The media is aflutter today about George Bush's "Hit List." This would be the president's proposal in his new budget for fiscal year 2006 to cut or eliminate 154 programs. You would expect the Democrats to be screaming bloody murder. However, the latest lawmakers to be squealing at the trough include Republicans. That's too bad.

Scaling back Medicaid? The Republican governors are jumping up and down. Ending vocational subsidies in Pennsylvania? A GOP member of the house will have none of it. Killing a $2 million program to teach people about the underground railroad? A Republican member of the Senate opposes it.

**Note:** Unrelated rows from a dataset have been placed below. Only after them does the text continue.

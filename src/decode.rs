//! Incremental decoder for the Prometheus text exposition format.
//!
//! Yields one `MetricFamily` at a time so a lint pass never has to buffer
//! the whole stream. Clean end of input is reported as `Ok(None)`, never as
//! an error; any `Err` means the stream is malformed and must abort the
//! caller's pass.

use std::io::BufRead;

use thiserror::Error;
use tracing::debug;

use crate::models::{LabelPair, MetricFamily, MetricType, Sample};

/// Errors produced while decoding a text exposition stream.
///
/// Every syntax variant carries the 1-based line number of the offending
/// input line.
#[derive(Debug, Error)]
pub enum DecodeError {
    #[error("read error: {0}")]
    Io(#[from] std::io::Error),
    #[error("line {line}: {keyword} comment is missing a metric name")]
    MissingMetricName { line: usize, keyword: &'static str },
    #[error("line {line}: unknown metric type {token:?}")]
    UnknownType { line: usize, token: String },
    #[error("line {line}: malformed sample line")]
    MalformedSample { line: usize },
    #[error("line {line}: malformed label set")]
    MalformedLabels { line: usize },
    #[error("line {line}: invalid sample value {token:?}")]
    InvalidValue { line: usize, token: String },
    #[error("line {line}: invalid timestamp {token:?}")]
    InvalidTimestamp { line: usize, token: String },
}

/// One parsed line of exposition text.
enum Line {
    Comment,
    Help { name: String, text: String },
    Type { name: String, metric_type: MetricType },
    Sample { name: String, sample: Sample },
}

/// Streaming decoder over a buffered reader.
pub struct TextDecoder<R> {
    reader: R,
    line: usize,
    /// Line read past the end of the current family, re-served on the next
    /// call. Always the most recently read line, so `self.line` stays valid.
    pending: Option<String>,
}

impl<R: BufRead> TextDecoder<R> {
    pub fn new(reader: R) -> Self {
        Self {
            reader,
            line: 0,
            pending: None,
        }
    }

    /// Decodes the next metric family, or `Ok(None)` on clean end of input.
    ///
    /// A family's lines are expected to be contiguous: the first `HELP`,
    /// `TYPE`, or sample line for a different name ends the current family.
    /// Histogram and summary samples may use the `_bucket`, `_sum`, and
    /// `_count` suffixes of the family name.
    pub fn next_family(&mut self) -> Result<Option<MetricFamily>, DecodeError> {
        let mut family: Option<MetricFamily> = None;

        while let Some(raw) = self.next_line()? {
            let text = raw.trim();
            if text.is_empty() {
                continue;
            }

            match parse_line(text, self.line)? {
                Line::Comment => {}
                Line::Help { name, text } => match family.as_mut() {
                    None => {
                        let mut started = MetricFamily::new(name, MetricType::Unknown);
                        started.help = Some(text);
                        family = Some(started);
                    }
                    Some(current) if current.name == name => current.help = Some(text),
                    Some(_) => {
                        self.pending = Some(raw);
                        break;
                    }
                },
                Line::Type { name, metric_type } => match family.as_mut() {
                    None => family = Some(MetricFamily::new(name, metric_type)),
                    Some(current) if current.name == name => {
                        current.metric_type = metric_type;
                    }
                    Some(_) => {
                        self.pending = Some(raw);
                        break;
                    }
                },
                Line::Sample { name, sample } => match family.as_mut() {
                    None => {
                        let mut started = MetricFamily::new(name, MetricType::Unknown);
                        started.samples.push(sample);
                        family = Some(started);
                    }
                    Some(current) if owns_sample(current, &name) => {
                        current.samples.push(sample);
                    }
                    Some(_) => {
                        self.pending = Some(raw);
                        break;
                    }
                },
            }
        }

        if let Some(current) = &family {
            debug!(
                family = %current.name,
                samples = current.samples.len(),
                "decoded metric family"
            );
        }
        Ok(family)
    }

    fn next_line(&mut self) -> Result<Option<String>, DecodeError> {
        if let Some(line) = self.pending.take() {
            return Ok(Some(line));
        }

        let mut buf = String::new();
        if self.reader.read_line(&mut buf)? == 0 {
            return Ok(None);
        }
        self.line += 1;
        Ok(Some(buf))
    }
}

/// True when a sample line with `sample_name` belongs to `family`.
fn owns_sample(family: &MetricFamily, sample_name: &str) -> bool {
    if sample_name == family.name {
        return true;
    }
    let Some(suffix) = sample_name.strip_prefix(family.name.as_str()) else {
        return false;
    };
    match family.metric_type {
        MetricType::Histogram => matches!(suffix, "_bucket" | "_sum" | "_count"),
        MetricType::Summary => matches!(suffix, "_sum" | "_count"),
        _ => false,
    }
}

fn parse_line(text: &str, line: usize) -> Result<Line, DecodeError> {
    if let Some(comment) = text.strip_prefix('#') {
        return parse_comment(comment.trim_start(), line);
    }
    parse_sample(text, line)
}

fn parse_comment(comment: &str, line: usize) -> Result<Line, DecodeError> {
    let mut parts = comment.splitn(2, char::is_whitespace);
    let keyword = parts.next().unwrap_or("");
    let rest = parts.next().unwrap_or("");

    match keyword {
        "HELP" => {
            let mut fields = rest.splitn(2, ' ');
            let name = fields.next().unwrap_or("").trim();
            if name.is_empty() {
                return Err(DecodeError::MissingMetricName {
                    line,
                    keyword: "HELP",
                });
            }
            Ok(Line::Help {
                name: name.to_string(),
                text: unescape_help(fields.next().unwrap_or("")),
            })
        }
        "TYPE" => {
            let mut fields = rest.split_whitespace();
            let name = fields.next().unwrap_or("");
            if name.is_empty() {
                return Err(DecodeError::MissingMetricName {
                    line,
                    keyword: "TYPE",
                });
            }
            let token = fields.next().unwrap_or("");
            let metric_type = token.parse().map_err(|()| DecodeError::UnknownType {
                line,
                token: token.to_string(),
            })?;
            Ok(Line::Type {
                name: name.to_string(),
                metric_type,
            })
        }
        // Anything else after '#' is a free-form comment.
        _ => Ok(Line::Comment),
    }
}

/// Resolves the `\\` and `\n` escapes allowed in help text.
fn unescape_help(text: &str) -> String {
    let mut out = String::with_capacity(text.len());
    let mut chars = text.chars();
    while let Some(c) = chars.next() {
        if c != '\\' {
            out.push(c);
            continue;
        }
        match chars.next() {
            Some('n') => out.push('\n'),
            Some('\\') => out.push('\\'),
            Some(other) => {
                out.push('\\');
                out.push(other);
            }
            None => out.push('\\'),
        }
    }
    out
}

fn parse_sample(text: &str, line: usize) -> Result<Line, DecodeError> {
    let name_end = text
        .find(|c: char| !(c.is_ascii_alphanumeric() || c == '_' || c == ':'))
        .unwrap_or(text.len());
    if name_end == 0 {
        return Err(DecodeError::MalformedSample { line });
    }
    let name = &text[..name_end];
    let mut rest = &text[name_end..];

    let mut labels = Vec::new();
    if let Some(body) = rest.strip_prefix('{') {
        let (parsed, tail) = parse_labels(body, line)?;
        labels = parsed;
        rest = tail;
    }

    let mut tokens = rest.split_whitespace();
    let value_token = tokens.next().ok_or(DecodeError::MalformedSample { line })?;
    let value: f64 = value_token.parse().map_err(|_| DecodeError::InvalidValue {
        line,
        token: value_token.to_string(),
    })?;

    let timestamp_ms = match tokens.next() {
        Some(token) => Some(token.parse().map_err(|_| DecodeError::InvalidTimestamp {
            line,
            token: token.to_string(),
        })?),
        None => None,
    };
    if tokens.next().is_some() {
        return Err(DecodeError::MalformedSample { line });
    }

    Ok(Line::Sample {
        name: name.to_string(),
        sample: Sample {
            labels,
            value,
            timestamp_ms,
        },
    })
}

/// Parses a label set starting just past the opening brace; returns the
/// labels and the remainder of the line past the closing brace.
fn parse_labels<'a>(
    body: &'a str,
    line: usize,
) -> Result<(Vec<LabelPair>, &'a str), DecodeError> {
    let mut labels = Vec::new();
    let mut rest = body.trim_start();

    loop {
        if let Some(tail) = rest.strip_prefix('}') {
            return Ok((labels, tail));
        }

        let eq = rest.find('=').ok_or(DecodeError::MalformedLabels { line })?;
        let name = rest[..eq].trim();
        if name.is_empty() {
            return Err(DecodeError::MalformedLabels { line });
        }

        let after_eq = rest[eq + 1..].trim_start();
        let quoted = after_eq
            .strip_prefix('"')
            .ok_or(DecodeError::MalformedLabels { line })?;
        let (value, tail) =
            take_quoted(quoted).ok_or(DecodeError::MalformedLabels { line })?;

        labels.push(LabelPair {
            name: name.to_string(),
            value,
        });

        rest = tail.trim_start();
        if let Some(tail) = rest.strip_prefix(',') {
            rest = tail.trim_start();
        } else if !rest.starts_with('}') {
            return Err(DecodeError::MalformedLabels { line });
        }
    }
}

/// Consumes an escaped label value up to its closing quote; returns the
/// unescaped value and the remainder after the quote.
fn take_quoted(body: &str) -> Option<(String, &str)> {
    let mut value = String::new();
    let mut chars = body.char_indices();

    while let Some((i, c)) = chars.next() {
        match c {
            '"' => return Some((value, &body[i + 1..])),
            '\\' => match chars.next() {
                Some((_, 'n')) => value.push('\n'),
                Some((_, '\\')) => value.push('\\'),
                Some((_, '"')) => value.push('"'),
                Some((_, other)) => {
                    value.push('\\');
                    value.push(other);
                }
                None => return None,
            },
            _ => value.push(c),
        }
    }
    None
}
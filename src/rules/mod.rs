//! Built-in lint rules for metric family metadata.
//!
//! A rule is a pure function from one metric family to the problems it
//! finds. Rules carry no name or identity, so registering the same function
//! twice runs it twice.

pub mod counter;
pub mod help;
pub mod histogram;

use crate::models::{MetricFamily, Problem};

/// A lint rule. Rules must be total: they never fail, they only report.
pub type Validation = Box<dyn Fn(&MetricFamily) -> Vec<Problem> + Send + Sync>;

/// The built-in rule set, in the order the engine applies it.
pub fn default_validations() -> Vec<Validation> {
    vec![
        Box::new(help::lint_help),
        Box::new(counter::lint_counter),
        Box::new(histogram::lint_histogram_summary_reserved),
    ]
}
use std::str::FromStr;

use serde::{Deserialize, Serialize};

/// The declared type of a metric family, as carried by a `# TYPE` line.
///
/// `Unknown` means the exposition carried no `# TYPE` line at all, which is
/// distinct from an explicit `untyped` declaration.
#[derive(Debug, Clone, Copy, PartialEq, Eq, Hash, Serialize, Deserialize)]
#[serde(rename_all = "lowercase")]
pub enum MetricType {
    Counter,
    Gauge,
    Histogram,
    Summary,
    Untyped,
    Unknown,
}

impl FromStr for MetricType {
    type Err = ();

    fn from_str(s: &str) -> Result<Self, Self::Err> {
        Ok(match s {
            "counter" => Self::Counter,
            "gauge" => Self::Gauge,
            "histogram" => Self::Histogram,
            "summary" => Self::Summary,
            "untyped" => Self::Untyped,
            _ => return Err(()),
        })
    }
}

/// A single name/value label attached to a sample.
#[derive(Debug, Clone, PartialEq, Eq, Serialize, Deserialize)]
pub struct LabelPair {
    pub name: String,
    pub value: String,
}

/// One measurement belonging to a metric family.
#[derive(Debug, Clone, PartialEq, Serialize, Deserialize)]
pub struct Sample {
    /// Labels in the order they appeared in the exposition.
    pub labels: Vec<LabelPair>,
    pub value: f64,
    /// Optional timestamp in milliseconds since the epoch.
    #[serde(skip_serializing_if = "Option::is_none")]
    pub timestamp_ms: Option<i64>,
}

/// A named group of samples sharing a type and help text.
///
/// The linter only ever reads this structure; it is produced either by the
/// text exposition decoder or supplied directly by the caller.
#[derive(Debug, Clone, PartialEq, Serialize, Deserialize)]
pub struct MetricFamily {
    pub name: String,
    /// `None` when the exposition carried no `# HELP` line. An empty string
    /// means a `# HELP` line was present with no text, which is a different
    /// condition.
    pub help: Option<String>,
    pub metric_type: MetricType,
    pub samples: Vec<Sample>,
}

impl MetricFamily {
    pub fn new(name: impl Into<String>, metric_type: MetricType) -> Self {
        Self {
            name: name.into(),
            help: None,
            metric_type,
            samples: Vec::new(),
        }
    }

    /// Sets the help text, for building families in code.
    #[must_use]
    pub fn with_help(mut self, help: impl Into<String>) -> Self {
        self.help = Some(help.into());
        self
    }
}

/// A single diagnostic finding tying a metric family to an issue description.
#[derive(Debug, Clone, PartialEq, Eq, Serialize, Deserialize)]
pub struct Problem {
    /// Name of the metric family the issue pertains to.
    pub metric: String,
    /// Human-readable description of the issue.
    pub text: String,
}

impl Problem {
    pub fn new(metric: impl Into<String>, text: impl Into<String>) -> Self {
        Self {
            metric: metric.into(),
            text: text.into(),
        }
    }
}
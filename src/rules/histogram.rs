//! Reserved histogram and summary names and labels.

use crate::models::{MetricFamily, MetricType, Problem};

/// Detects histogram- and summary-reserved suffixes and labels used on
/// metrics of other types.
pub fn lint_histogram_summary_reserved(mf: &MetricFamily) -> Vec<Problem> {
    let mut problems = Vec::new();

    // These rules do not apply to untyped metrics.
    if matches!(mf.metric_type, MetricType::Untyped | MetricType::Unknown) {
        return problems;
    }

    let is_histogram = mf.metric_type == MetricType::Histogram;
    let is_summary = mf.metric_type == MetricType::Summary;

    if !is_histogram && mf.name.ends_with("_bucket") {
        problems.push(Problem::new(
            &mf.name,
            "non-histogram metrics should not have \"_bucket\" suffix",
        ));
    }
    if !is_histogram && !is_summary && mf.name.ends_with("_count") {
        problems.push(Problem::new(
            &mf.name,
            "non-histogram and non-summary metrics should not have \"_count\" suffix",
        ));
    }
    if !is_histogram && !is_summary && mf.name.ends_with("_sum") {
        problems.push(Problem::new(
            &mf.name,
            "non-histogram and non-summary metrics should not have \"_sum\" suffix",
        ));
    }

    for sample in &mf.samples {
        for label in &sample.labels {
            if !is_histogram && label.name == "le" {
                problems.push(Problem::new(
                    &mf.name,
                    "non-histogram metrics should not have \"le\" label",
                ));
            }
            if !is_summary && label.name == "quantile" {
                problems.push(Problem::new(
                    &mf.name,
                    "non-summary metrics should not have \"quantile\" label",
                ));
            }
        }
    }

    problems
}
use anyhow::{Context, Result, bail};
use kube::config::{KubeConfigOptions, Kubeconfig};

/// Kubernetes client wrapper
pub struct KubeClient {
    kubeconfig: Kubeconfig,
    current_context: Option<String>,
}

impl KubeClient {
    /// Create a new KubeClient by loading the kubeconfig
    pub fn new() -> Result<Self> {
        let kubeconfig =
            Kubeconfig::read().context("Failed to read kubeconfig. Is kubectl configured?")?;

        let current_context = kubeconfig.current_context.clone();

        Ok(Self {
            kubeconfig,
            current_context,
        })
    }

    /// Get all available context names from kubeconfig
    pub fn contexts(&self) -> Vec<String> {
        self.kubeconfig
            .contexts
            .iter()
            .map(|ctx| ctx.name.clone())
            .collect()
    }

    /// Get the current context name
    pub fn current_context(&self) -> Option<&str> {
        self.current_context.as_deref()
    }

    /// Create a kube::Client for the named context, falling back to the
    /// kubeconfig's current context
    pub async fn connect(&self, context: Option<&str>) -> Result<kube::Client> {
        let Some(context_name) = context.or_else(|| self.current_context()) else {
            bail!("No context selected; pass --context or set a current context in kubeconfig");
        };

        if !self.kubeconfig.contexts.iter().any(|c| c.name == context_name) {
            bail!(
                "Context '{}' not found in kubeconfig (available: {})",
                context_name,
                self.contexts().join(", ")
            );
        }

        let config = kube::Config::from_custom_kubeconfig(
            self.kubeconfig.clone(),
            &KubeConfigOptions {
                context: Some(context_name.to_string()),
                ..Default::default()
            },
        )
        .await
        .context(format!(
            "Failed to create config for context: {}",
            context_name
        ))?;

        let client = kube::Client::try_from(config).context(format!(
            "Failed to create client for context: {}",
            context_name
        ))?;

        tracing::debug!(context = context_name, "connected to cluster");
        Ok(client)
    }
}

*The Republican Party *used to be the party of low taxes and limited government. No more. It *is now the party of big government*, and the record of the last several years bears this out. We are rapidly reaching a point that when it comes to domestic policy, there isn't much difference between either party. http://abcnews.go.com/Politics/wireStory?id=522136


----------



## jamartinmg2 (Oct 7, 2004)

I agree with your point Bob. That is the hell of it when it comes to politics. Every politician, from either side of the aisle, seems to have their "pet" programs that they don't want to get cut. It is the nature of the beast with the way our political system is set up, although you would think some common sense would prevail. A program aimed at educating folks on the Underground Railroad? While certainly important to some people, I'm sure, it probably isn't going to harm anyone if it is cut either.


----------



## Militant_Tiger (Feb 23, 2004)

Bobm said:


> The media is aflutter today about George Bush's "Hit List." This would be the president's proposal in his new budget for fiscal year 2006 to cut or eliminate 154 programs. You would expect the Democrats to be screaming bloody murder. However, the latest lawmakers to be squealing at the trough include Republicans. That's too bad.
> 
> Scaling back Medicaid? The Republican governors are jumping up and down. Ending vocational subsidies in Pennsylvania? A GOP member of the house will have none of it. Killing a $2 million program to teach people about the underground railroad? A Republican member of the Senate opposes it.
> 
> *The Republican Party *used to be the party of low taxes and limited government. No more. It *is now the party of big government*, and the record of the last several years bears this out. We are rapidly reaching a point that when it comes to domestic policy, there isn't much difference between either party. http://abcnews.go.com/Politics/wireStory?id=522136


Thank you Bob! I thought I was the only one to notice this, the conservatives are turning into the willy nilly spenders and the liberals into the fiscal conservatives. The same goes for the restrictions, the conservatives are now trying to tell you what you can and cannot do more than ever before, and the liberals are pushing for more rights. This switch has happened many times before in our history, it doesn't surprise me to see it happen again. This sure will make things confusing though won't it?


----------



## Ron Gilmore (Jan 7, 2003)

We now have a choice of big Gov or bigger Gov.

Rep Dem


----------



## ej4prmc (Dec 3, 2004)

Just goes to show how we cann't afford to just vote for one party and to learn to research *BEFORE* you vote. That is why I call myself a repupli*crate* :2cents:


----------